Ansible upside down – Introducing the ANTS framework

Speakers: Jan Welker & Michael Husar

Level: Advanced, Lecture

Excerpt: As client services provider at a university, we face a heterogeneous but rather windows- heavy environment. It comes with the unique challenge to provide local support staff with tools to handle diverse Mac client requirements.
In this talk, we present our approach to systems administration: How we use Ansible in pull mode for client configuration management and how we integrate it into our current Active Directory and Git infrastructure. The benefits: Infrastructure as code without additional backend components, Active Directory as a graphical frontend for our support staff and the freedom to modify and optimize our tool chain.

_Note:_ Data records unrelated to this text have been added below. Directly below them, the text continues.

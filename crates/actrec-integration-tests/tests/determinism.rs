//! # Determinism
//!
//! With a fixed clock and a fixed RNG seed every artifact is reproducible
//! byte for byte. Changing only the seed changes the keys, so the ticket
//! (a signed envelope embedding the server certificate) changes while every
//! other account token field stays the same. Unseeded sessions share
//! nothing: concurrent runs over one configuration draw independent keys.

use actrec_core::{keys, DeviceAttributes, FallbackTable, FixedClock, SynthesisConfig, Timestamp};
use actrec_record::{generate_from_attributes, token_keys, SessionArtifacts};
use proptest::prelude::*;

fn attrs(udid: &str) -> DeviceAttributes {
    DeviceAttributes::from_pairs(
        [
            (keys::SERIAL_NUMBER, "C00000000000"),
            (keys::PRODUCT_TYPE, "iPhone0,0"),
            (keys::UNIQUE_DEVICE_ID, udid),
            (keys::ACTIVATION_RANDOMNESS, "0".repeat(36).as_str()),
        ],
        &FallbackTable::default(),
    )
    .unwrap()
}

fn run(seed: [u8; 32], at: Timestamp) -> SessionArtifacts {
    let config = SynthesisConfig {
        key_bits: 1024,
        rng_seed: Some(seed),
        ..SynthesisConfig::default()
    };
    generate_from_attributes(&attrs(&"0".repeat(40)), &config, &FixedClock::new(at)).unwrap()
}

fn at() -> Timestamp {
    Timestamp::parse("2026-01-15T12:00:00Z").unwrap()
}

#[test]
fn same_seed_and_clock_give_identical_bytes() {
    let a = run([9u8; 32], at());
    let b = run([9u8; 32], at());
    assert_eq!(a.document, b.document);
    assert_eq!(a.ticket, b.ticket);
    assert_eq!(a.signed_token, b.signed_token);
    assert_eq!(a.root_certificate, b.root_certificate);
}

#[test]
fn different_seeds_differ_only_in_ticket() {
    let a = run([10u8; 32], at());
    let b = run([11u8; 32], at());
    assert_ne!(a.document, b.document);

    let a_keys: Vec<&str> = a.token.keys().collect();
    let b_keys: Vec<&str> = b.token.keys().collect();
    assert_eq!(a_keys, b_keys);
    for key in a_keys {
        if key == token_keys::ACTIVATION_TICKET {
            assert_ne!(a.token.get(key), b.token.get(key));
        } else {
            assert_eq!(a.token.get(key), b.token.get(key), "{key} differs");
        }
    }
}

#[test]
fn issuance_time_changes_certificates() {
    let a = run([12u8; 32], at());
    let b = run([12u8; 32], at().plus_days(1));
    assert_ne!(
        a.device_certificate.tbs_certificate.validity,
        b.device_certificate.tbs_certificate.validity
    );
}

#[test]
fn unseeded_sessions_run_in_parallel_with_distinct_keys() {
    let config = SynthesisConfig {
        key_bits: 1024,
        rng_seed: None,
        ..SynthesisConfig::default()
    };
    let attributes = attrs(&"0".repeat(40));

    let sessions: Vec<SessionArtifacts> = std::thread::scope(|scope| {
        let handles: Vec<_> = (0..3)
            .map(|_| {
                scope.spawn(|| {
                    generate_from_attributes(&attributes, &config, &FixedClock::new(at()))
                })
            })
            .collect();
        handles
            .into_iter()
            .map(|h| h.join().unwrap().unwrap())
            .collect()
    });

    assert_eq!(sessions.len(), 3);
    for (i, a) in sessions.iter().enumerate() {
        for b in &sessions[i + 1..] {
            assert_ne!(
                a.root_certificate.tbs_certificate.subject_public_key_info,
                b.root_certificate.tbs_certificate.subject_public_key_info
            );
            assert_ne!(
                a.server_certificate.tbs_certificate.subject_public_key_info,
                b.server_certificate.tbs_certificate.subject_public_key_info
            );
            assert_ne!(a.document, b.document);
        }
    }
}

proptest! {
    #![proptest_config(ProptestConfig::with_cases(4))]

    #[test]
    fn token_fields_other_than_ticket_depend_only_on_attributes(seed in any::<[u8; 32]>()) {
        let baseline = run([0u8; 32], at());
        let other = run(seed, at());
        for key in baseline.token.keys() {
            if key != token_keys::ACTIVATION_TICKET {
                prop_assert_eq!(baseline.token.get(key), other.token.get(key));
            }
        }
    }
}
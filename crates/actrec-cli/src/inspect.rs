//! # Inspect Subcommand
//!
//! Prints the contents of a record: each field with its size, the subjects
//! and issuers of the embedded certificates, and the account token lines.
//! `--json` emits the same facts as one JSON document.

use std::path::PathBuf;

use anyhow::{Context, Result};
use clap::Args;
use serde::Serialize;

use actrec_crypto::{decode_certificate, parse_pem_bundle, CertificateSummary};
use actrec_record::{parse_rendered, record_keys, ActivationRecord};

/// Arguments for `actrec inspect`.
#[derive(Args, Debug)]
pub struct InspectArgs {
    /// Record property list (XML or binary).
    #[arg(value_name = "FILE")]
    pub record: PathBuf,

    /// Emit JSON instead of text.
    #[arg(long)]
    pub json: bool,
}

/// What `inspect` reports about a record.
#[derive(Debug, Serialize)]
pub struct RecordReport {
    /// Value of the `unbrick` flag.
    pub unbrick: bool,
    /// Field name and size in bytes, in document order.
    pub fields: Vec<(String, usize)>,
    /// Certificates keyed by where they were found.
    pub certificates: Vec<CertificateReport>,
    /// Account token lines. `None` values are the empty dictionary.
    pub token: Vec<(String, Option<String>)>,
}

/// One certificate found in a record.
#[derive(Debug, Serialize)]
pub struct CertificateReport {
    /// Record key holding the certificate; bundle entries carry their
    /// index, as in `UniqueDeviceCertificate[1]`.
    pub source: String,
    /// RFC 4514 subject.
    pub subject: String,
    /// RFC 4514 issuer.
    pub issuer: String,
    /// Serial number as lowercase hex.
    pub serial: String,
    /// Start of validity, ISO 8601.
    pub not_before: String,
    /// End of validity, ISO 8601.
    pub not_after: String,
}

impl CertificateReport {
    fn new(source: String, summary: CertificateSummary) -> Self {
        Self {
            source,
            subject: summary.subject,
            issuer: summary.issuer,
            serial: summary.serial,
            not_before: summary.not_before,
            not_after: summary.not_after,
        }
    }
}

/// Collect the report for `record`.
pub fn inspect_record(record: &ActivationRecord) -> Result<RecordReport> {
    let fields = record
        .blobs()
        .iter()
        .map(|(key, blob)| (key.to_string(), blob.len()))
        .collect();

    let mut certificates = Vec::new();
    for (source, der) in [
        (
            record_keys::ACCOUNT_TOKEN_CERTIFICATE,
            &record.account_token_certificate,
        ),
        (record_keys::DEVICE_CERTIFICATE, &record.device_certificate),
    ] {
        let cert = decode_certificate(der).with_context(|| format!("{source} is not a certificate"))?;
        certificates.push(CertificateReport::new(
            source.to_string(),
            CertificateSummary::of(&cert),
        ));
    }
    let bundle = parse_pem_bundle(&record.unique_device_certificate).with_context(|| {
        format!(
            "{} is not a PEM bundle",
            record_keys::UNIQUE_DEVICE_CERTIFICATE
        )
    })?;
    for (i, cert) in bundle.iter().enumerate() {
        certificates.push(CertificateReport::new(
            format!("{}[{i}]", record_keys::UNIQUE_DEVICE_CERTIFICATE),
            CertificateSummary::of(cert),
        ));
    }

    let token = std::str::from_utf8(&record.account_token)
        .ok()
        .and_then(parse_rendered)
        .context("account token is not well formed")?;

    Ok(RecordReport {
        unbrick: record.unbrick,
        fields,
        certificates,
        token,
    })
}

/// Execute the inspect subcommand.
pub fn run_inspect(args: &InspectArgs) -> Result<u8> {
    let bytes = std::fs::read(&args.record)
        .with_context(|| format!("failed to read record: {}", args.record.display()))?;
    let record = ActivationRecord::from_plist_bytes(&bytes)
        .with_context(|| format!("failed to decode record: {}", args.record.display()))?;
    let report = inspect_record(&record)?;

    if args.json {
        println!("{}", serde_json::to_string_pretty(&report)?);
        return Ok(0);
    }

    println!("Record: {}", args.record.display());
    println!("  {}: {}", record_keys::UNBRICK, report.unbrick);
    for (key, len) in &report.fields {
        println!("  {key}: {len} bytes");
    }
    println!("Certificates ({}):", report.certificates.len());
    for cert in &report.certificates {
        println!("  {}", cert.source);
        println!("    Subject: {}", cert.subject);
        println!("    Issuer:  {}", cert.issuer);
        println!("    Serial:  {}", cert.serial);
        println!("    Valid:   {} .. {}", cert.not_before, cert.not_after);
    }
    println!("Account token ({} fields):", report.token.len());
    for (key, value) in &report.token {
        match value {
            Some(value) => println!("  {key} = {}", abbreviate(value)),
            None => println!("  {key} = {{}}"),
        }
    }
    Ok(0)
}

/// Long values (the base64 ticket) are cut to keep one field per line.
fn abbreviate(value: &str) -> String {
    const MAX: usize = 64;
    match value.char_indices().nth(MAX) {
        Some((cut, _)) => format!("{}… ({} chars)", &value[..cut], value.chars().count()),
        None => value.to_string(),
    }
}

#[cfg(test)]
mod tests {
    use super::*;
    use actrec_core::{keys, DeviceAttributes, FallbackTable, FixedClock, SynthesisConfig, Timestamp};
    use actrec_record::{generate_from_attributes, RECORD_KEYS};

    fn record() -> ActivationRecord {
        let attrs = DeviceAttributes::from_pairs(
            [
                (keys::SERIAL_NUMBER, "C00000000000"),
                (keys::PRODUCT_TYPE, "iPhone0,0"),
                (keys::UNIQUE_DEVICE_ID, "inspect-udid"),
            ],
            &FallbackTable::default(),
        )
        .unwrap();
        let config = SynthesisConfig {
            key_bits: 1024,
            rng_seed: Some([81u8; 32]),
            ..SynthesisConfig::default()
        };
        let clock = FixedClock::new(Timestamp::parse("2026-01-15T12:00:00Z").unwrap());
        generate_from_attributes(&attrs, &config, &clock)
            .unwrap()
            .record
    }

    #[test]
    fn report_covers_fields_certificates_and_token() {
        let report = inspect_record(&record()).unwrap();
        assert!(report.unbrick);
        assert_eq!(report.fields.len(), RECORD_KEYS.len() - 1);
        assert!(report.fields.iter().all(|(_, len)| *len > 0));
        // Server, device, then the three bundle entries.
        assert_eq!(report.certificates.len(), 5);
        assert!(report.certificates[1].subject.contains("C00000000000"));
        assert_eq!(report.token.len(), 13);
    }

    #[test]
    fn json_output_succeeds() {
        let dir = tempfile::tempdir().unwrap();
        let path = dir.path().join("record.plist");
        std::fs::write(&path, record().to_xml().unwrap()).unwrap();
        let args = InspectArgs {
            record: path,
            json: true,
        };
        assert_eq!(run_inspect(&args).unwrap(), 0);
    }

    #[test]
    fn abbreviates_long_values() {
        assert_eq!(abbreviate("short"), "short");
        let long = "x".repeat(100);
        let cut = abbreviate(&long);
        assert!(cut.starts_with(&"x".repeat(64)));
        assert!(cut.ends_with("(100 chars)"));
    }

    #[test]
    fn garbage_certificate_is_reported() {
        let mut record = record();
        record.device_certificate = b"nope".to_vec();
        let err = inspect_record(&record).unwrap_err();
        assert!(format!("{err:#}").contains(record_keys::DEVICE_CERTIFICATE));
    }
}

Description: We as systems administrators have several requirements when it comes to our environment: We want to stay flexible in regards to the tools we use. We want to keep overhead for daily business at a minimum and last but not least, we want to provide a workflow our coworkers and support staff feel comfortable using. How can we achieve all this?
The answer: Use what’s already available in your environment. Do not customize tools, but develop small scripts to glue them together and optimize your workflow.
As client services provider at a university, we face a heterogeneous but rather windows- heavy environment. It comes with the unique challenge to provide local support staff with tools to handle diverse client requirements.
In this talk, we present our approach to systems administration: How we use Ansible in pull mode for client configuration management and how we integrate it into our current Active Directory and Git infrastructure. The benefits: Infrastructure as code without additional backend components, Active Directory as a graphical frontend for our support staff and the freedom to modify and optimize our tool chain.


About the speakers

Michael Husar – MSc – University of Basel

Michael Husar
Deputy Team Leader Client Services, University of Basel

Starting with a Sinclair Spektrum Michael found his way to Apple through a Macintosh SE. Michael studied Computer Science at the Vienna University of Technology and worked as IT Consultant across different business areas. He took probable one of the last chances to get ACSA certified and focused about 10 years ago on enterprise Mac management. His team at the University of Basel is responsible for deploying operating systems as efficient as possible and therefore concentrating on automation wherever useful.


Jan Welker – System Engineer – University of Basel

Jan started using open-source tools passionately at around 1999. In 2008 Jan decided to make his passion into a profession and changed to the Friedrich Miescher Institute for Biomedical Research (FMI) as a System Administrator where he administrated Linux Workstations and Servers. It was at the FMI where Jan was introduced to the very high demands of researchers and the rapid change of requirements of those researchers. He stopped worrying and learned to love the crazy environment of a research facility.

In 2010 Jan looked for a even greater challenge and changed to a Bioinformatics research group at the University of Basel, where he operated countless Linux Servers, a ~2k Core Beowulf cluster and the Linux Workstations as technical staff. From there Jan moved to the central IT Services of the University of Basel where he migrated the macOS, Linux Workstations and Network Storage of the Structural Biology groups into the central University infrastructure.

Nowadays Jan works as a Systems Engineer at the Client Services (CS) Team of the University of Basel and is responsible for Linux Clients and the Linux Backends of the CS Team. He is a co-author and a core maintainer of the ANTS-Famework which he and his team designed to meet the steadily increasing demands of the rapidly changing Linux and macOS environment of a top 100 University.

The ANTS-Framework is currently managing ~1k Linux and macOS clients at the University of Basel. It has been published under the GPLv3 License and is available to everyone.